British Columbia

New CMHC rules make it easier for some homebuyers to include rental income in mortgage application

Changes to mortgage rules means that some home buyers in Metro Vancouver's hot housing market may soon get a break when it comes to their loan application.

Change aimed at boosting affordability will likely affect suburbs most.

Starting this September, CMHC will permit homeowners to count their income from rental units when applying for a loan. (CBC)

Changes to mortgage rules mean that some home buyers in Metro Vancouver's hot housing market may soon get a break when it comes to their loan application.

Currently, home buyers with a deposit of less than 20 per cent are required to have their mortgage loan application approved and insured by Canada Mortgage and Housing Corporation (CMHC).

Starting this fall, CMHC plans to change the rules for those buyers to allow them to include projected income from secondary suites when they apply for a loan.

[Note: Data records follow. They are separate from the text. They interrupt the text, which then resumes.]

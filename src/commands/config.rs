use anyhow::Result;
use log::debug;
use std::path::PathBuf;

use crate::package::Repository;
use crate::runtime::Runtime;

use super::paths::default_location;

pub struct Config<R: Runtime> {
    pub runtime: R,
    pub location: PathBuf,
}

impl<R: Runtime> Config<R> {
    /// Resolve the repository location. An explicit location (from `--location`
    /// or `PKGREPO_LOCATION`) wins over the default.
    pub fn new(runtime: R, location: Option<PathBuf>) -> Result<Self> {
        let location = match location {
            Some(path) => path,
            None => default_location(&runtime)?,
        };
        debug!("Using repository location: {:?}", location);

        Ok(Self { runtime, location })
    }

    pub fn repository(&self) -> Repository<'_, R> {
        Repository::new(&self.runtime, &self.location)
    }
}
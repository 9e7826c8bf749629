//! User interaction operations (confirmation prompts).

use anyhow::Result;
use std::io::{self, BufRead, Write};

use super::RealRuntime;

/// Write `prompt` to `output` and read one answer line from `input`.
///
/// Only "y" or "yes" (any case, surrounding whitespace ignored) confirm.
/// End of input counts as a refusal.
pub(crate) fn confirm_with_io<I: BufRead, W: Write>(
    prompt: &str,
    input: &mut I,
    output: &mut W,
) -> Result<bool> {
    write!(output, "{} [y/N] ", prompt)?;
    output.flush()?;

    let mut answer = String::new();
    if input.read_line(&mut answer)? == 0 {
        return Ok(false);
    }

    Ok(matches!(
        answer.trim().to_ascii_lowercase().as_str(),
        "y" | "yes"
    ))
}

impl RealRuntime {
    pub(crate) fn confirm_impl(&self, prompt: &str) -> Result<bool> {
        let mut stdin = io::stdin().lock();
        let mut stdout = io::stdout();
        confirm_with_io(prompt, &mut stdin, &mut stdout)
    }
}
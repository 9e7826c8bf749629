//! Package management module
//!
//! This module provides the repository root and per-package handles used to
//! inspect and prune build history on disk.

mod handle;
mod repository;

pub use handle::Package;
pub use repository::Repository;
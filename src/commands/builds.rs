use anyhow::{Context, Result};
use log::debug;
use serde::Serialize;

use crate::runtime::Runtime;

use super::config::Config;

#[derive(Debug, Serialize)]
struct BuildHistory<'a> {
    package: &'a str,
    builds: &'a [String],
}

/// Show the build history of a package, newest first
#[tracing::instrument(skip(config))]
pub fn builds<R: Runtime>(config: &Config<R>, name: &str, json: bool) -> Result<()> {
    let repo = config.repository();
    let package = repo.package(name);

    let versions = package
        .build_versions()
        .with_context(|| format!("Failed to list builds of package {}", name))?;
    debug!("Found {} build(s) for {}", versions.len(), name);

    if json {
        let history = BuildHistory {
            package: package.name(),
            builds: &versions,
        };
        println!("{}", serde_json::to_string_pretty(&history)?);
        return Ok(());
    }

    if versions.is_empty() {
        println!("No builds for package {}.", name);
        return Ok(());
    }

    for version in versions {
        println!("{}", version);
    }

    Ok(())
}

"CMHC will consider up to 100 per cent of gross rental income from a two-unit owner-occupied property that is the subject of a loan application submitted for insurance," the new rules state.

Additional conditions when home buyers wish to use these new rules include:

  • The income must have been sustained over at least two years.
  • The income amount must not exceed the average of the past two years, to address income fluctuations, smooth out cyclical trends and unexpected events such as vacancies.
  • Up to 100 per cent of gross rental income may be used only where prospective borrowers can demonstrate a strong history of managing credit generally considered to be a minimum credit score of 680.

The rule change is aimed at boosting affordability, although some experts say the new regulations could actually further heat up housing markets in Toronto and Metro Vancouver.

In the Vancouver area, the changes would most likely be felt in suburban areas, including the Fraser Valley, where single family homes are still within reach of average first-time buyers.

Can purchase bigger properties

Professor Tom Davidoff of the University of British Columbia's Sauder School of Business said the changes will likely appeal to young families, allowing them to buy bigger properties with suites that can later be used by the owner.

 "When the family is larger, they can toss out the renters and occupy the space themselves without having to move," Davidoff said.

Tsur Sommerville, also with the UBC Sauder School of Business, said the CMHC change will have more impact than the Bank of Canada's recent prime rate reduction.

"For someone who is looking to buy a house with a basement suite that was generating $1,200 in rent, they can borrow an additional $72,000 to purchase that unit because of that change," Sommerville noted.

Real Estate analyst Don Campbell says this policy change will mean a bigger boost in suburban markets and predicted that the population in these regions could rise along with the demand.